Reducing uncertainty in cancer risk estimation for patients with indeterminate pulmonary nodules using an integrated deep learning model
Gao R, Li T, Tang Y, Xu K, Khan M, Kammer M, Antic SL, Deppen S, Huo Y, Lasko TA, Sandler KL, Maldonado F, Landman BA
Paper: https://pubmed.ncbi.nlm.nih.gov/36198225/
Code: https://github.com/MASILab/STrUDeL
Abstract
Objective:
Patients with indeterminate pulmonary nodules (IPN) with an intermediate to a high probability of lung cancer generally undergo invasive diagnostic procedures. Chest computed tomography image and clinical data have been in estimating the pretest probability of lung cancer. In this study, we apply a deep learning network to integrate multi-modal data from CT images and clinical data (including blood-based biomarkers) to improve lung cancer diagnosis.
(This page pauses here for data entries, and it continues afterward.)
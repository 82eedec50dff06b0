use std::fs;
use std::io;
use std::path::Path;

use ssh2::{ErrorCode, Sftp};

use crate::cli::MirrorArgs;
use crate::command::shell_quote;
use crate::config::DeployConfig;
use crate::error::{DeployError, Result};
use crate::ssh;

// libssh2 SFTP status codes: SSH_FX_NO_SUCH_FILE and SSH_FX_NO_SUCH_PATH.
const FX_NO_SUCH_FILE: i32 = 2;
const FX_NO_SUCH_PATH: i32 = 10;

pub fn run(config: &DeployConfig, args: MirrorArgs) -> Result<()> {
    let target = config.mirror_target(args.remote_dir)?;
    if !args.path.is_dir() {
        return Err(DeployError::Config(format!(
            "local directory {} does not exist",
            args.path.display()
        )));
    }
    let session = ssh::connect(&target.host, target.port, &target.username, &target.key_path)?;
    ssh::run_checked(
        &session,
        &format!("mkdir -p {}", shell_quote(&target.remote_root)),
    )?;
    let sftp = session.sftp()?;
    let uploaded = mirror(&sftp, &args.path, Path::new(&target.remote_root))?;
    println!(
        "Mirrored {uploaded} files from {} to {}:{}",
        args.path.display(),
        target.host,
        target.remote_root
    );
    Ok(())
}

/// Recursively mirrors `local_dir` onto `remote_dir`. Every file is
/// re-uploaded on every run (resync by overwrite, no change detection).
/// Only a definite SFTP not-found status triggers directory creation; any
/// other stat failure aborts the mirror.
pub fn mirror(sftp: &Sftp, local_dir: &Path, remote_dir: &Path) -> Result<usize> {
    let mut uploaded = 0;
    for entry in fs::read_dir(local_dir)? {
        let entry = entry?;
        let local_path = entry.path();
        let remote_path = remote_dir.join(entry.file_name());
        let file_type = entry.file_type()?;
        if file_type.is_dir() {
            match sftp.stat(&remote_path) {
                Ok(_) => {}
                Err(err) if is_not_found(&err) => {
                    sftp.mkdir(&remote_path, 0o755).map_err(|err| {
                        DeployError::Transfer(format!(
                            "mkdir {}: {err}",
                            remote_path.display()
                        ))
                    })?;
                }
                Err(err) => {
                    return Err(DeployError::Transfer(format!(
                        "stat {}: {err}",
                        remote_path.display()
                    )));
                }
            }
            uploaded += mirror(sftp, &local_path, &remote_path)?;
        } else if file_type.is_file() {
            let mut local_file = fs::File::open(&local_path)?;
            let mut remote_file = sftp.create(&remote_path).map_err(|err| {
                DeployError::Transfer(format!("create {}: {err}", remote_path.display()))
            })?;
            io::copy(&mut local_file, &mut remote_file).map_err(|err| {
                DeployError::Transfer(format!(
                    "upload {} -> {}: {err}",
                    local_path.display(),
                    remote_path.display()
                ))
            })?;
            tracing::info!(remote = %remote_path.display(), "uploaded");
            uploaded += 1;
        }
    }
    Ok(uploaded)
}

fn is_not_found(err: &ssh2::Error) -> bool {
    matches!(
        err.code(),
        ErrorCode::SFTP(FX_NO_SUCH_FILE) | ErrorCode::SFTP(FX_NO_SUCH_PATH)
    )
}

#[cfg(test)]
mod tests {
    use super::*;

    #[test]
    fn only_sftp_not_found_triggers_directory_creation() {
        let not_found = ssh2::Error::new(ErrorCode::SFTP(FX_NO_SUCH_FILE), "no such file");
        assert!(is_not_found(&not_found));
        let no_path = ssh2::Error::new(ErrorCode::SFTP(FX_NO_SUCH_PATH), "no such path");
        assert!(is_not_found(&no_path));

        let denied = ssh2::Error::new(ErrorCode::SFTP(3), "permission denied");
        assert!(!is_not_found(&denied));
        let session = ssh2::Error::new(ErrorCode::Session(-7), "socket timeout");
        assert!(!is_not_found(&session));
    }
}
use std::ffi::OsStr;
use std::path::Path;

const DEFAULT_CONTENT_TYPE: &str = "application/octet-stream";

/// Maps a filename to the MIME type used for its S3 object. Matching is on
/// the extension only and case-insensitive; anything unknown falls back to
/// `application/octet-stream`.
pub fn resolve(filename: &str) -> &'static str {
    let Some(extension) = Path::new(filename).extension().and_then(OsStr::to_str) else {
        return DEFAULT_CONTENT_TYPE;
    };
    match extension.to_ascii_lowercase().as_str() {
        "html" => "text/html",
        "css" => "text/css",
        "js" => "application/javascript",
        "json" => "application/json",
        "png" => "image/png",
        "jpg" | "jpeg" => "image/jpeg",
        "gif" => "image/gif",
        "svg" => "image/svg+xml",
        "ico" => "image/x-icon",
        "txt" => "text/plain",
        "pdf" => "application/pdf",
        "zip" => "application/zip",
        _ => DEFAULT_CONTENT_TYPE,
    }
}

#[cfg(test)]
mod tests {
    use super::*;

    #[test]
    fn known_extensions_use_the_table() {
        assert_eq!(resolve("index.html"), "text/html");
        assert_eq!(resolve("styles/app.css"), "text/css");
        assert_eq!(resolve("bundle.js"), "application/javascript");
        assert_eq!(resolve("photo.jpeg"), "image/jpeg");
        assert_eq!(resolve("favicon.ico"), "image/x-icon");
        assert_eq!(resolve("docs/guide.pdf"), "application/pdf");
    }

    #[test]
    fn extension_matching_is_case_insensitive() {
        assert_eq!(resolve("INDEX.HTML"), "text/html");
        assert_eq!(resolve("logo.PNG"), "image/png");
        assert_eq!(resolve("Photo.JpG"), "image/jpeg");
    }

    #[test]
    fn unknown_or_missing_extension_falls_back() {
        assert_eq!(resolve("archive.tar.gz"), "application/octet-stream");
        assert_eq!(resolve("binary.wasm"), "application/octet-stream");
        assert_eq!(resolve("LICENSE"), "application/octet-stream");
        assert_eq!(resolve(""), "application/octet-stream");
    }
}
Our goal is to reduce uncertainty and to avoid morbidity, mortality, over- and undertreatment of patients with IPNs.
Method:
We use a retrospective study design with cross-validation and external-validation from four different sites. We introduce a deep learning framework with a two-path structure to learn from CT images and clinical data. The proposed model can learn and predict with single modality if the multi-modal data is not complete. We use 1284 patients in the learning cohort for model development. Three external sites (with 155, 136 and 96 patients, respectively) provided patient data for external validation. We compare our model to widely applied clinical prediction models (Mayo and Brock models) and image-only methods (e.g., Liao et al. model).
Results:
Our co-learning model improves upon the performance of clinical-factor-only (Mayo and Brock models) and image-only (Liao et al.) models in both cross-validation of learning cohort (e.g., auc: 0.787 (ours) vs. 0.707-0.719 (baselines), results reported in validation fold and external-validation using three datasets from University of Pittsburgh Medical Center (e.g., 0.918 (ours) vs. 0.828-0.886 (baselines)), Detection of Early Cancer Among Military Personnel (e.g., 0.712 (ours) vs. 0.576-0.709 (baselines)), and University of Colorado Denver (e.g., 0.847 (ours) vs. 0.679-0.746 (baselines)). In addition, our model achieves better re-classification performance (cNRI 0.04 to 0.20) in all cross- and external-validation sets compared to the Mayo model.
Conclusions:
Lung cancer risk estimation in patients with IPNs can benefit from the co-learning of CT image and clinical data. Learning from more subjects, even though those only have a single modality, can improve the prediction accuracy. An integrated deep learning model can achieve reasonable discrimination and re-classification performance.